Abstract 200: Time Course of Macrophages Infiltration and Apha 2 Adrenergic Autoreceptor Impairment in DOCA-salt Hypertensive Rats

Abstract

The development of DOCA-salt hypertension displayed a phasic phenomenon: pre-hypertension, phase 1, phase 2 and established hypertension. We have reported that in established DOCA-salt hypertension rats there were in increased number of pro-inflammatory macrophages (Mϕ) in the mesenteric arteries (MA) adventitia, and the α2-adrenergic autoreceptor (α2AR) regulating norepinephrine (NE) release from sympathetic nerves supplying arteries is impaired. DOCA-salt rats treated with apocynin, an NADPH-oxidase inhibitor, exhibited reduced inflammation and are protected against established hypertension.

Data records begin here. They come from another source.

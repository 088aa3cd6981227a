use serde_json::Value;
use sha2::{Digest, Sha256};
use std::fmt::Write as _;

/// Serializes `value` to JSON with object keys sorted byte-lexicographically at every nesting
/// depth, independent of source attribute order or map insertion order.
///
/// This is the canonical form hashed by [`record_hash`]. It is written by hand rather than
/// relying on `serde_json`'s own object ordering so the result is stable even if some future
/// dependency in the workspace enables `serde_json`'s `preserve_order` feature.
pub fn canonical_json(value: &Value) -> String {
    let mut out = String::new();
    write_canonical(value, &mut out);
    out
}

fn write_canonical(value: &Value, out: &mut String) {
    match value {
        Value::Object(map) => {
            let mut keys: Vec<&String> = map.keys().collect();
            keys.sort();
            out.push('{');
            for (i, key) in keys.iter().enumerate() {
                if i > 0 {
                    out.push(',');
                }
                write_json_string(key, out);
                out.push(':');
                write_canonical(&map[*key], out);
            }
            out.push('}');
        }
        Value::Array(items) => {
            out.push('[');
            for (i, item) in items.iter().enumerate() {
                if i > 0 {
                    out.push(',');
                }
                write_canonical(item, out);
            }
            out.push(']');
        }
        // Scalars have no internal ordering ambiguity; serde_json's own serialization is canonical.
        other => {
            let _ = write!(out, "{}", other);
        }
    }
}

fn write_json_string(s: &str, out: &mut String) {
    // serde_json::to_string on a &str always produces a valid, minimal-escaped JSON string.
    out.push_str(&serde_json::to_string(s).expect("string serialization is infallible"));
}

/// Computes the hex-encoded SHA-256 digest of the record body's canonical JSON form.
///
/// Stable across runs, worker threads, and operating systems for any given `value`
/// (Testable Property: hash determinism).
pub fn record_hash(value: &Value) -> String {
    let canonical = canonical_json(value);
    let digest = Sha256::digest(canonical.as_bytes());
    hex::encode(digest)
}
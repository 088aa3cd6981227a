//! The extractor's three-stage per-file pipeline: a parser task feeds raw records onto a
//! bounded channel, a pool of record workers hash each record into a shared pending buffer,
//! and a single flush worker drains that buffer onto the broker whenever it fills.
//!
//! Splitting hashing out of parsing and publishing out of hashing lets each stage's
//! concurrency be tuned independently: parsing is inherently single-threaded per file, hashing
//! is the one step worth fanning out across `max_workers`, and publishing must stay strictly
//! ordered per batch so only one task ever touches the broker channel for a given file.

use anyhow::Result;
use parking_lot::Mutex as SyncMutex;
use std::path::PathBuf;
use std::sync::Arc;
use std::sync::atomic::{AtomicU64, Ordering};
use tokio::sync::{Mutex as AsyncMutex, RwLock, mpsc};
use tokio::time::{Duration, Instant};
use tracing::{debug, error, warn};

use discogsography_common::hashing::record_hash;

use crate::extractor::ExtractorState;
use crate::message_queue::MessageQueue;
use crate::state_marker::StateMarker;
use crate::types::{DataMessage, DataType, RawRecord, process_clock_secs};

const FLUSH_QUEUE_CAPACITY: usize = 100;
const INITIAL_BACKOFF: Duration = Duration::from_secs(30);
const MAX_BACKOFF: Duration = Duration::from_secs(300);
const WARN_RATE_LIMIT: Duration = Duration::from_secs(60);

pub struct PipelineConfig {
    pub data_type: DataType,
    pub batch_size: usize,
    pub worker_count: usize,
    pub state: Arc<RwLock<ExtractorState>>,
    pub state_marker: Arc<AsyncMutex<StateMarker>>,
    pub marker_path: PathBuf,
    pub file_name: String,
    pub state_save_interval: usize,
}

/// Drive stages 2 and 3 for one file: hash incoming records, buffer them, and publish batches.
/// Returns once `receiver` is exhausted and every buffered record has been flushed.
pub async fn run_pipeline(receiver: mpsc::Receiver<RawRecord>, mq: Arc<MessageQueue>, config: PipelineConfig) -> Result<()> {
    let PipelineConfig { data_type, batch_size, worker_count, state, state_marker, marker_path, file_name, state_save_interval } = config;

    let receiver = Arc::new(AsyncMutex::new(receiver));
    let pending: Arc<SyncMutex<Vec<DataMessage>>> = Arc::new(SyncMutex::new(Vec::with_capacity(batch_size)));
    let (flush_tx, flush_rx) = mpsc::channel::<()>(FLUSH_QUEUE_CAPACITY);
    let total_records = Arc::new(AtomicU64::new(0));
    let batches_sent = Arc::new(AtomicU64::new(0));
    let last_state_save = Arc::new(AtomicU64::new(0));
    let last_warn = Arc::new(SyncMutex::new(None::<Instant>));

    let flush_handle = tokio::spawn({
        let pending = pending.clone();
        let mq = mq.clone();
        let batches_sent = batches_sent.clone();
        async move { flush_worker(flush_rx, pending, mq, data_type, batches_sent).await }
    });

    let mut worker_handles = Vec::with_capacity(worker_count.max(1));
    for _ in 0..worker_count.max(1) {
        let receiver = receiver.clone();
        let pending = pending.clone();
        let flush_tx = flush_tx.clone();
        let state = state.clone();
        let state_marker = state_marker.clone();
        let marker_path = marker_path.clone();
        let file_name = file_name.clone();
        let total_records = total_records.clone();
        let batches_sent = batches_sent.clone();
        let last_state_save = last_state_save.clone();
        let last_warn = last_warn.clone();

        worker_handles.push(tokio::spawn(async move {
            record_worker(RecordWorkerArgs {
                receiver,
                pending,
                flush_tx,
                batch_size,
                data_type,
                state,
                state_marker,
                marker_path,
                file_name,
                state_save_interval,
                total_records,
                batches_sent,
                last_state_save,
                last_warn,
            })
            .await;
        }));
    }
    drop(flush_tx);

    for handle in worker_handles {
        handle.await?;
    }
    flush_handle.await?;

    // Whatever sits in the buffer below batch_size never earned a flush token; drain it now.
    let remaining = {
        let mut guard = pending.lock();
        std::mem::take(&mut *guard)
    };
    if !remaining.is_empty() {
        mq.publish_batch(remaining, data_type).await?;
    }

    Ok(())
}

struct RecordWorkerArgs {
    receiver: Arc<AsyncMutex<mpsc::Receiver<RawRecord>>>,
    pending: Arc<SyncMutex<Vec<DataMessage>>>,
    flush_tx: mpsc::Sender<()>,
    batch_size: usize,
    data_type: DataType,
    state: Arc<RwLock<ExtractorState>>,
    state_marker: Arc<AsyncMutex<StateMarker>>,
    marker_path: PathBuf,
    file_name: String,
    state_save_interval: usize,
    total_records: Arc<AtomicU64>,
    batches_sent: Arc<AtomicU64>,
    last_state_save: Arc<AtomicU64>,
    last_warn: Arc<SyncMutex<Option<Instant>>>,
}

/// Stage 2: hash records off the shared parse channel into the pending buffer, signalling the
/// flush worker once the buffer crosses `batch_size`.
async fn record_worker(args: RecordWorkerArgs) {
    let RecordWorkerArgs {
        receiver,
        pending,
        flush_tx,
        batch_size,
        data_type,
        state,
        state_marker,
        marker_path,
        file_name,
        state_save_interval,
        total_records,
        batches_sent,
        last_state_save,
        last_warn,
    } = args;

    loop {
        let record = {
            let mut guard = receiver.lock().await;
            guard.recv().await
        };
        let Some(record) = record else { break };

        let sha256 = record_hash(&record.data);
        let message = DataMessage { id: record.id, sha256, data: record.data };

        let should_flush = {
            let mut buf = pending.lock();
            buf.push(message);
            buf.len() >= batch_size
        };

        let count = total_records.fetch_add(1, Ordering::Relaxed) + 1;
        {
            let mut s = state.write().await;
            s.extraction_progress.increment(data_type);
            s.last_extraction_time.insert(data_type, process_clock_secs());
        }

        if count.is_multiple_of(state_save_interval as u64) && last_state_save.swap(count, Ordering::Relaxed) != count {
            let mut marker = state_marker.lock().await;
            marker.update_file_progress(&file_name, count, count, batches_sent.load(Ordering::Relaxed));
            if let Err(e) = marker.save(&marker_path).await {
                warn!("⚠️ Failed to save state marker progress: {}", e);
            } else {
                debug!("💾 Saved state marker progress: {} records for {}", count, file_name);
            }
        }

        if should_flush {
            signal_flush(&flush_tx, &last_warn).await;
        }
    }
}

/// Push one flush token. If the flush-queue is full the worker must not block the record
/// pipeline, so the retry is handed to a detached task with exponential backoff.
async fn signal_flush(flush_tx: &mpsc::Sender<()>, last_warn: &Arc<SyncMutex<Option<Instant>>>) {
    if flush_tx.try_send(()).is_ok() {
        return;
    }

    let flush_tx = flush_tx.clone();
    let last_warn = last_warn.clone();
    tokio::spawn(async move {
        let mut backoff = INITIAL_BACKOFF;
        loop {
            {
                let mut guard = last_warn.lock();
                let now = Instant::now();
                let should_warn = guard.is_none_or(|last| now.duration_since(last) >= WARN_RATE_LIMIT);
                if should_warn {
                    warn!("⚠️ Flush queue full, retrying in {:?}", backoff);
                    *guard = Some(now);
                }
            }

            tokio::time::sleep(backoff).await;
            if flush_tx.try_send(()).is_ok() {
                break;
            }
            backoff = (backoff * 2).min(MAX_BACKOFF);
        }
    });
}

/// Stage 3: the single task that ever touches the broker channel for this file. Each token
/// atomically drains the pending buffer and publishes it; a publish failure re-prepends the
/// drained records so the next successful flush carries them too.
async fn flush_worker(mut flush_rx: mpsc::Receiver<()>, pending: Arc<SyncMutex<Vec<DataMessage>>>, mq: Arc<MessageQueue>, data_type: DataType, batches_sent: Arc<AtomicU64>) {
    while flush_rx.recv().await.is_some() {
        let drained = {
            let mut guard = pending.lock();
            std::mem::take(&mut *guard)
        };
        if drained.is_empty() {
            continue;
        }

        let batch_len = drained.len();
        let retry_copy = drained.clone();
        match mq.publish_batch(drained, data_type).await {
            Ok(()) => {
                batches_sent.fetch_add(1, Ordering::Relaxed);
                debug!("✅ Flushed batch of {} {} records", batch_len, data_type);
            }
            Err(e) => {
                error!("❌ Failed to publish batch of {} {} records, re-buffering: {}", batch_len, data_type, e);
                let mut guard = pending.lock();
                let mut restored = retry_copy;
                restored.append(&mut guard);
                *guard = restored;
            }
        }
    }
}

#[cfg(test)]
mod tests {
    use super::*;
    use serde_json::json;
    use tempfile::TempDir;

    fn test_pipeline_config(data_type: DataType, batch_size: usize, worker_count: usize) -> (PipelineConfig, TempDir) {
        let temp_dir = TempDir::new().unwrap();
        let marker_path = temp_dir.path().join(".extraction_status_test.json");
        let config = PipelineConfig {
            data_type,
            batch_size,
            worker_count,
            state: Arc::new(RwLock::new(ExtractorState::default())),
            state_marker: Arc::new(AsyncMutex::new(StateMarker::new("test".to_string()))),
            marker_path,
            file_name: "discogs_test_artists.xml.gz".to_string(),
            state_save_interval: 5000,
        };
        (config, temp_dir)
    }

    #[tokio::test]
    async fn record_worker_fills_pending_buffer_and_signals_flush_at_batch_size() {
        let (config, _tmp) = test_pipeline_config(DataType::Artists, 3, 1);
        let (sender, receiver) = mpsc::channel::<RawRecord>(10);

        for i in 0..3 {
            sender.send(RawRecord { id: i.to_string(), data: json!({ "name": format!("artist-{i}") }) }).await.unwrap();
        }
        drop(sender);

        let receiver = Arc::new(AsyncMutex::new(receiver));
        let pending = Arc::new(SyncMutex::new(Vec::new()));
        let (flush_tx, mut flush_rx) = mpsc::channel::<()>(FLUSH_QUEUE_CAPACITY);

        record_worker(RecordWorkerArgs {
            receiver,
            pending: pending.clone(),
            flush_tx,
            batch_size: config.batch_size,
            data_type: config.data_type,
            state: config.state.clone(),
            state_marker: config.state_marker.clone(),
            marker_path: config.marker_path.clone(),
            file_name: config.file_name.clone(),
            state_save_interval: config.state_save_interval,
            total_records: Arc::new(AtomicU64::new(0)),
            batches_sent: Arc::new(AtomicU64::new(0)),
            last_state_save: Arc::new(AtomicU64::new(0)),
            last_warn: Arc::new(SyncMutex::new(None)),
        })
        .await;

        assert_eq!(pending.lock().len(), 3);
        assert!(flush_rx.try_recv().is_ok(), "reaching batch_size should push a flush token");
    }

    #[tokio::test]
    async fn record_worker_updates_extraction_progress() {
        let (config, _tmp) = test_pipeline_config(DataType::Labels, 100, 1);
        let state = config.state.clone();
        let (sender, receiver) = mpsc::channel::<RawRecord>(10);

        for i in 0..4 {
            sender.send(RawRecord { id: i.to_string(), data: json!({ "name": format!("label-{i}") }) }).await.unwrap();
        }
        drop(sender);

        let receiver = Arc::new(AsyncMutex::new(receiver));
        let pending = Arc::new(SyncMutex::new(Vec::new()));
        let (flush_tx, _flush_rx) = mpsc::channel::<()>(FLUSH_QUEUE_CAPACITY);

        record_worker(RecordWorkerArgs {
            receiver,
            pending: pending.clone(),
            flush_tx,
            batch_size: config.batch_size,
            data_type: config.data_type,
            state: state.clone(),
            state_marker: config.state_marker.clone(),
            marker_path: config.marker_path.clone(),
            file_name: config.file_name.clone(),
            state_save_interval: config.state_save_interval,
            total_records: Arc::new(AtomicU64::new(0)),
            batches_sent: Arc::new(AtomicU64::new(0)),
            last_state_save: Arc::new(AtomicU64::new(0)),
            last_warn: Arc::new(SyncMutex::new(None)),
        })
        .await;

        assert_eq!(pending.lock().len(), 4);
        let s = state.read().await;
        assert_eq!(s.extraction_progress.labels, 4);
    }

    #[tokio::test]
    async fn signal_flush_sends_a_token_when_the_queue_has_room() {
        let (flush_tx, mut flush_rx) = mpsc::channel::<()>(1);
        let last_warn = Arc::new(SyncMutex::new(None));
        signal_flush(&flush_tx, &last_warn).await;
        assert!(flush_rx.try_recv().is_ok());
    }
}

The proposed studies tested the hypothesis that as blood pressure increased in DOCA-salt rats, Mϕ infiltrated into the adventitia of MA. Mϕ released O2- that disrupted α2AR function causing increased NE release and further increased in blood pressure. Using immunohistochemistry, we detected the number of Mϕ in MA adventitia of phase 1, 2 and established hypertension was 4-5 higher than control (p<0.05). Similarly, the level of O2-, detected with relative ratio of DOCA-Sham mean fluorescence intensity of dihydroethidium, in DOCA-salt (2-2.5) peaked higher than control (1.0) during the same time period (p<0.05). However, using amperometry we found that the normalized NE current in the presence of Idazoxan, an α2AR antagonist, was significantly difference between DOCA and SHAM MA only during Phase 2 and established hypertension (p<0.05). The data suggests in DOCA-salt hypertension development, as the blood pressure increases to Phase 1 hypertension Mϕ is initially recruited to the MA adventitia where they release O2-. Consequently, over a few days period the O2- disrupts the α2AR function causing increased NE release and further increased in blood pressure.